#### [What the exercise asks]
The lines wanted run from the first one below through the one with "identical request. Other". Return them exactly.
======== Data excerpts ========
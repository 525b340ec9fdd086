//! Backward-walking history pager.
//!
//! Walks a channel's history from "now" toward its origin in fixed-size
//! pages, pacing itself between fetches and absorbing rate-limit and
//! transient failures without ever surfacing them. A page that cannot be
//! fetched is retried at the same cursor indefinitely: a persistently
//! failing channel stalls the scan instead of silently skipping history.

use crate::gateway::{ChannelGateway, GatewayError, Message};
use crate::tuning::ScanTuning;
use tokio::time::sleep;
use tracing::{debug, warn};

pub struct HistoryPager<'a, G: ChannelGateway> {
    gateway: &'a G,
    tuning: &'a ScanTuning,
    channel_id: String,
    cursor: Option<String>,
    exhausted: bool,
    pages_fetched: u64,
}

impl<'a, G: ChannelGateway> HistoryPager<'a, G> {
    pub fn new(gateway: &'a G, tuning: &'a ScanTuning, channel_id: impl Into<String>) -> Self {
        Self {
            gateway,
            tuning,
            channel_id: channel_id.into(),
            cursor: None,
            exhausted: false,
            pages_fetched: 0,
        }
    }

    /// True once a short or empty page has been returned.
    pub fn exhausted(&self) -> bool {
        self.exhausted
    }

    pub fn pages_fetched(&self) -> u64 {
        self.pages_fetched
    }

    /// Fetch the next page, newest message first. Returns an empty page
    /// once the history is exhausted.
    ///
    /// Rate-limit signals suspend for the indicated duration (or the
    /// configured fallback) and reissue the identical request. Other
    /// failures retry the same cursor under a doubling backoff.
    pub async fn next_page(&mut self) -> Vec<Message> {
        if self.exhausted {
            return Vec::new();
        }

        if self.pages_fetched > 0 {
            sleep(self.tuning.fetch_delay).await;
        }

        let mut consecutive_failures: u32 = 0;
        loop {
            match self
                .gateway
                .fetch_page(
                    &self.channel_id,
                    self.cursor.as_deref(),
                    self.tuning.page_size,
                )
                .await
            {
                Ok(page) => {
                    self.pages_fetched += 1;
                    if page.len() < self.tuning.page_size {
                        self.exhausted = true;
                    }
                    if let Some(oldest) = page.last() {
                        self.cursor = Some(oldest.id.clone());
                    }
                    debug!(
                        channel = %self.channel_id,
                        page = self.pages_fetched,
                        len = page.len(),
                        exhausted = self.exhausted,
                        "Fetched history page"
                    );
                    return page;
                }
                Err(GatewayError::RateLimited { retry_after }) => {
                    let wait = retry_after.unwrap_or(self.tuning.rate_limit_fallback);
                    warn!(
                        channel = %self.channel_id,
                        wait_ms = wait.as_millis() as u64,
                        "Rate limited while fetching messages, waiting before retry"
                    );
                    sleep(wait).await;
                }
                Err(err) => {
                    consecutive_failures += 1;
                    let backoff = self.tuning.fetch_backoff(consecutive_failures);
                    warn!(
                        channel = %self.channel_id,
                        cursor = ?self.cursor,
                        failures = consecutive_failures,
                        backoff_ms = backoff.as_millis() as u64,
                        error = %err,
                        "Error fetching messages, retrying same page"
                    );
                    sleep(backoff).await;
                }
            }
        }
    }
}
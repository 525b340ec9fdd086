//! Channel archive gateway.
//!
//! Serves a channel export (JSON) through the engine's gateway traits so
//! scans can run offline against a recorded history. Grants are applied
//! to the in-memory member state and recorded, making the ledger the
//! durable outcome of an archive scan.

use anyhow::{bail, Context, Result};
use async_trait::async_trait;
use serde::Deserialize;
use shrine_engine::{ChannelGateway, GatewayError, Member, Message};
use std::path::Path;
use std::sync::Mutex;

/// On-disk archive layout.
#[derive(Debug, Deserialize)]
pub struct ChannelArchive {
    pub guild_id: String,
    pub channel_id: String,
    pub messages: Vec<Message>,
    #[serde(default)]
    pub members: Vec<Member>,
}

impl ChannelArchive {
    pub fn load(path: &Path) -> Result<Self> {
        let raw = std::fs::read_to_string(path)
            .with_context(|| format!("Failed to read archive: {}", path.display()))?;
        let archive: Self = serde_json::from_str(&raw)
            .with_context(|| format!("Invalid archive format: {}", path.display()))?;
        if archive.channel_id.is_empty() {
            bail!("Archive has no channel id: {}", path.display());
        }
        Ok(archive)
    }
}

struct ArchiveState {
    members: Vec<Member>,
    grants: Vec<(String, String)>,
}

/// Gateway over a loaded archive. Never rate limits and never fails
/// transiently; unknown members surface exactly as the live service
/// would report them.
pub struct ArchiveGateway {
    channel_id: String,
    /// Newest first, matching what the live history endpoint delivers.
    messages: Vec<Message>,
    state: Mutex<ArchiveState>,
}

impl ArchiveGateway {
    pub fn new(archive: ChannelArchive) -> Self {
        let mut messages = archive.messages;
        messages.sort_by(|a, b| b.created_at.cmp(&a.created_at));
        Self {
            channel_id: archive.channel_id,
            messages,
            state: Mutex::new(ArchiveState {
                members: archive.members,
                grants: Vec::new(),
            }),
        }
    }

    pub fn channel_id(&self) -> &str {
        &self.channel_id
    }

    /// Grants applied during the scan, as (user_id, role_id) pairs.
    pub fn grants(&self) -> Vec<(String, String)> {
        self.lock().grants.clone()
    }

    fn lock(&self) -> std::sync::MutexGuard<'_, ArchiveState> {
        self.state.lock().unwrap_or_else(|e| e.into_inner())
    }
}

#[async_trait]
impl ChannelGateway for ArchiveGateway {
    async fn fetch_page(
        &self,
        _channel_id: &str,
        before: Option<&str>,
        limit: usize,
    ) -> Result<Vec<Message>, GatewayError> {
        let start = match before {
            Some(id) => match self.messages.iter().position(|m| m.id == id) {
                Some(pos) => pos + 1,
                None => return Ok(Vec::new()),
            },
            None => 0,
        };
        Ok(self
            .messages
            .iter()
            .skip(start)
            .take(limit)
            .cloned()
            .collect())
    }

    async fn fetch_member(&self, _guild_id: &str, user_id: &str) -> Result<Member, GatewayError> {
        self.lock()
            .members
            .iter()
            .find(|m| m.user_id == user_id)
            .cloned()
            .ok_or(GatewayError::UnknownMember)
    }

    async fn grant_role(
        &self,
        _guild_id: &str,
        user_id: &str,
        role_id: &str,
    ) -> Result<(), GatewayError> {
        let mut state = self.lock();
        let Some(member) = state.members.iter_mut().find(|m| m.user_id == user_id) else {
            return Err(GatewayError::UnknownMember);
        };
        if !member.role_ids.iter().any(|r| r == role_id) {
            member.role_ids.push(role_id.to_string());
        }
        state.grants.push((user_id.to_string(), role_id.to_string()));
        Ok(())
    }
}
========
#### [The answer]
repository 525b340ec9fdd086
//! Backward-walking history pager.
//!
//! Walks a channel's history from "now" toward its origin in fixed-size
//! pages, pacing itself between fetches and absorbing rate-limit and
//! transient failures without ever surfacing them. A page that cannot be
//! fetched is retried at the same cursor indefinitely: a persistently
//! failing channel stalls the scan instead of silently skipping history.

use crate::gateway::{ChannelGateway, GatewayError, Message};
use crate::tuning::ScanTuning;
use tokio::time::sleep;
use tracing::{debug, warn};

pub struct HistoryPager<'a, G: ChannelGateway> {
    gateway: &'a G,
    tuning: &'a ScanTuning,
    channel_id: String,
    cursor: Option<String>,
    exhausted: bool,
    pages_fetched: u64,
}

impl<'a, G: ChannelGateway> HistoryPager<'a, G> {
    pub fn new(gateway: &'a G, tuning: &'a ScanTuning, channel_id: impl Into<String>) -> Self {
        Self {
            gateway,
            tuning,
            channel_id: channel_id.into(),
            cursor: None,
            exhausted: false,
            pages_fetched: 0,
        }
    }

    /// True once a short or empty page has been returned.
    pub fn exhausted(&self) -> bool {
        self.exhausted
    }

    pub fn pages_fetched(&self) -> u64 {
        self.pages_fetched
    }

    /// Fetch the next page, newest message first. Returns an empty page
    /// once the history is exhausted.
    ///
    /// Rate-limit signals suspend for the indicated duration (or the
    /// configured fallback) and reissue the identical request. Other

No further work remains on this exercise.